Generally, spasticity is experienced as increased tightness of a body part or involuntary movements. For some, spasticity means one or both legs make uncontrolled bouncing or jumping motions. For others, spasticity may be a tight arm that makes it difficult to wash the underarm area during showers or a feeling of tightness that makes a stretching program painful or difficult. When in doubt, it is helpful to ask a therapist, neurologist, or rehabilitation provider to evaluate suspicious symptoms and tease out spasticity from other conditions.
Why is spasticity acting up now?
Many different environmental and medical changes can cause a sudden increase in spasticity and it is important to determine the underlying cause. Common triggers for increased spasticity include a bladder or urinary tract infection, skin wound, or kidney/bladder stones. Before starting or changing treatment for spasticity, your health care provider might recommend a physical exam, blood or urine tests, or imaging studies to look for one of these “spasticity triggers.” With time, many people living with spasticity can recognize the signs to help identify any underlying triggers.
Are there treatment options for spasticity?
Luckily, there are a wide variety of possible treatments for spasticity. Because each treatment option is unique in how it affects the body, it is important to discuss the specific goals of spasticity treatment with a health care provider. These treatments do not cause the muscles to get any stronger, however, many daily tasks can become easier to perform when the overactive muscles are controlled.
Stretching and Therapies
In all cases, overactive muscles causing tightness or spasticity should be regularly stretched multiple times per day to maintain range of motion and minimize the symptoms of spasticity. We believe that prolonged stretches (at least 20-30 seconds at a time) are the most effective to treat spasticity. When needed, physical or occupational therapists can help set up a stretching program, evaluate for and provide splints to provide a longer lasting stretch (over hours rather than minutes), and also provide useful “tricks” to quiet spasticity and permit more stretching. Many of these tricks or “modalities” - such as using ice, vibration, or electrical stimulation - have been used for over a half century to treat spasticity and are still commonly used today. While the results from these treatments might not last a long time (typically, less than an hour), the positive side is that most of these treatments can be done at home, can be controlled by the person living with MS or caregiver, and have little to no side effects.
Medications
There are many different classes of oral medications that can address problematic spasticity. These medications - such as baclofen, tizanidine, diazepam, gabapentin, and others – work by relaxing overactive muscles and can provide longer-lasting relief of spasticity (typically, hours at a time).
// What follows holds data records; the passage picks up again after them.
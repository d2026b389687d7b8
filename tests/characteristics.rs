use astro_playground::common::CentralBody;
use astro_playground::common::time::seconds_to_minutes;
use astro_playground::orbits::characteristics::{
    circular_velocity, escape_velocity, orbital_period, orbital_velocity,
};
use astro_playground::orbits::elements::j2000;
use astro_playground::orbits::{OrbitClass, OrbitError, OrbitalElements, calculate_characteristics};

fn circular(altitude_km: f64, inclination_deg: f64) -> OrbitalElements {
    OrbitalElements::circular(&CentralBody::earth(), altitude_km, inclination_deg, j2000())
}

fn assert_relative(actual: f64, expected: f64, tolerance: f64, what: &str) {
    let rel = (actual - expected).abs() / expected.abs();
    assert!(
        rel <= tolerance,
        "{what}: got {actual}, expected {expected} (relative error {rel:.2e})"
    );
}

#[test]
fn reference_periods() {
    let body = CentralBody::earth();
    let iss = calculate_characteristics(&circular(420.0, 51.6), &body).unwrap();
    assert_relative(seconds_to_minutes(iss.period_s), 92.68, 5e-3, "ISS period");

    let gps = calculate_characteristics(&circular(20_200.0, 55.0), &body).unwrap();
    assert_relative(seconds_to_minutes(gps.period_s), 718.0, 1e-3, "GPS period");

    let geo = calculate_characteristics(&circular(35_786.0, 0.0), &body).unwrap();
    assert_relative(seconds_to_minutes(geo.period_s), 1436.0, 1e-4, "GEO period");
}

#[test]
fn speeds_follow_vis_viva() {
    let body = CentralBody::earth();
    let elements = OrbitalElements {
        semi_major_axis_km: 12_000.0,
        eccentricity: 0.3,
        inclination_deg: 30.0,
        raan_deg: 10.0,
        arg_periapsis_deg: 20.0,
        true_anomaly_deg: 75.0,
        epoch: j2000(),
    };
    let c = calculate_characteristics(&elements, &body).unwrap();
    let r = elements.radius_km();

    assert_relative(
        c.speed_km_s,
        orbital_velocity(r, 12_000.0, body.mu_km3_s2),
        1e-5,
        "instantaneous speed",
    );
    assert_relative(
        c.perigee_velocity_km_s,
        orbital_velocity(8_400.0, 12_000.0, body.mu_km3_s2),
        1e-9,
        "perigee speed",
    );
    assert_relative(
        c.circular_velocity_km_s,
        circular_velocity(r, body.mu_km3_s2),
        1e-9,
        "circular",
    );
    assert_relative(c.escape_velocity_km_s, escape_velocity(r, body.mu_km3_s2), 1e-9, "escape");
    assert_relative(
        c.escape_velocity_km_s / c.circular_velocity_km_s,
        2f64.sqrt(),
        1e-12,
        "escape/circular ratio",
    );
    assert_relative(
        c.specific_energy_km2_s2,
        c.speed_km_s.powi(2) / 2.0 - body.mu_km3_s2 / r,
        1e-6,
        "specific energy",
    );
}

#[test]
fn apsides_are_ordered() {
    let body = CentralBody::earth();
    for e in [0.0, 0.01, 0.3, 0.7] {
        let elements = OrbitalElements {
            eccentricity: e,
            ..circular(8_000.0, 45.0)
        };
        let c = calculate_characteristics(&elements, &body).unwrap();
        assert!(c.perigee_altitude_km <= c.altitude_km + 1e-6, "e = {e}");
        assert!(c.altitude_km <= c.apogee_altitude_km + 1e-6, "e = {e}");
        assert!(c.apogee_velocity_km_s <= c.perigee_velocity_km_s, "e = {e}");
    }
}

#[test]
fn mean_motion_units_agree() {
    let body = CentralBody::earth();
    let c = calculate_characteristics(&circular(35_786.0, 0.0), &body).unwrap();
    assert_relative(c.mean_motion_rev_per_day, 86_400.0 / c.period_s, 1e-12, "rev/day");
    assert_relative(c.mean_motion_deg_s * c.period_s, 360.0, 1e-12, "deg per period");
    assert_relative(
        orbital_period(c.semi_major_axis_km, body.mu_km3_s2),
        c.period_s,
        0.0,
        "period",
    );
}

#[test]
fn invalid_inputs_are_rejected() {
    let body = CentralBody::earth();
    let buried = OrbitalElements {
        semi_major_axis_km: 6_000.0,
        ..circular(500.0, 0.0)
    };
    let err = calculate_characteristics(&buried, &body).unwrap_err();
    assert!(matches!(err, OrbitError::SemiMajorAxisInsideBody { .. }));
    assert!(err.is_invalid_input());

    for e in [-0.01, 1.0, 2.0, f64::NAN] {
        let bad = OrbitalElements {
            eccentricity: e,
            ..circular(500.0, 0.0)
        };
        assert!(matches!(
            calculate_characteristics(&bad, &body),
            Err(OrbitError::EccentricityOutOfRange(_))
        ));
    }

    let nan_axis = OrbitalElements {
        semi_major_axis_km: f64::NAN,
        ..circular(500.0, 0.0)
    };
    assert!(calculate_characteristics(&nan_axis, &body).is_err());
}

#[test]
fn classification_rules_apply_in_order() {
    assert_eq!(OrbitClass::classify(35_786.0, 0.0, 0.0), OrbitClass::Geostationary);
    // Off the geostationary inclination band falls through to altitude.
    assert_eq!(OrbitClass::classify(35_786.0, 20.0, 0.0), OrbitClass::HighEarth);
    assert_eq!(OrbitClass::classify(800.0, 90.0, 0.0), OrbitClass::Polar);
    assert_eq!(OrbitClass::classify(786.0, 98.6, 0.001), OrbitClass::SunSynchronous);
    // Polar takes precedence over eccentricity.
    assert_eq!(OrbitClass::classify(20_000.0, 88.0, 0.7), OrbitClass::Polar);
    assert_eq!(OrbitClass::classify(20_222.0, 63.4, 0.74), OrbitClass::HighlyElliptical);
    assert_eq!(OrbitClass::classify(420.0, 51.6, 0.0005), OrbitClass::LowEarth);
    assert_eq!(OrbitClass::classify(20_200.0, 55.0, 0.01), OrbitClass::MediumEarth);
    assert_eq!(OrbitClass::classify(100_000.0, 10.0, 0.1), OrbitClass::HighEarth);
    assert_eq!(OrbitClass::SunSynchronous.to_string(), "sun-synchronous");
}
Since these medications affect the entire body, side effects, such as drowsiness or weakness, are not uncommon. Most of these medications are taken multiple times each day in order to prevent or suppress spasticity.
Injections
Spasticity can also be treated by injections, such as botulinum toxin (Botox®), phenol, or alcohol, into the overactive muscles. These injections can be a good option for individuals with spasticity affecting a few individual muscles (rather than the whole body) since they are able to block communication from the nerve to the muscle that was injected. One advantage to this treatment is that one round of injections can have effects lasting several months. In addition, since they do not affect the entire body, they do not cause many of the side effects of the oral medications, such as drowsiness. One possible disadvantage, however, is that because these treatments work by weakening the muscles, activities requiring the use of those muscles could be negatively affected. Furthermore, if the injection is not helpful it can take a few months to wear off. Before the injections are performed, a thorough discussion with a health care provider can provide further insight into your individual risk versus benefit.
Intrathecal Baclofen Pump
When spasticity affects a larger region of the body, particularly the legs, an intrathecal baclofen pump is another possible option for treatment. This device is placed into the back by a neurosurgeon and delivers very small amounts of baclofen, an antispasticity medication, directly to the spinal canal. The benefit of this intervention is that the medication is delivered directly to the place it needs to go to (without having to take pills), and the treatment is adjustable to meet an individual’s needs over time. The drawback of this treatment is the surgical procedure to implant the pump, potential for device malfunctions, and routine clinic visits to adjust and refill the pump.
In summary, many individuals with MS will experience spasticity, and a significant proportion of those individuals will have undesirable impacts as a result. Troublesome spasticity can usually be managed effectively when it is recognized and addressed early. The best outcomes result when patients and health care providers work together to identify and manage spasticity symptoms.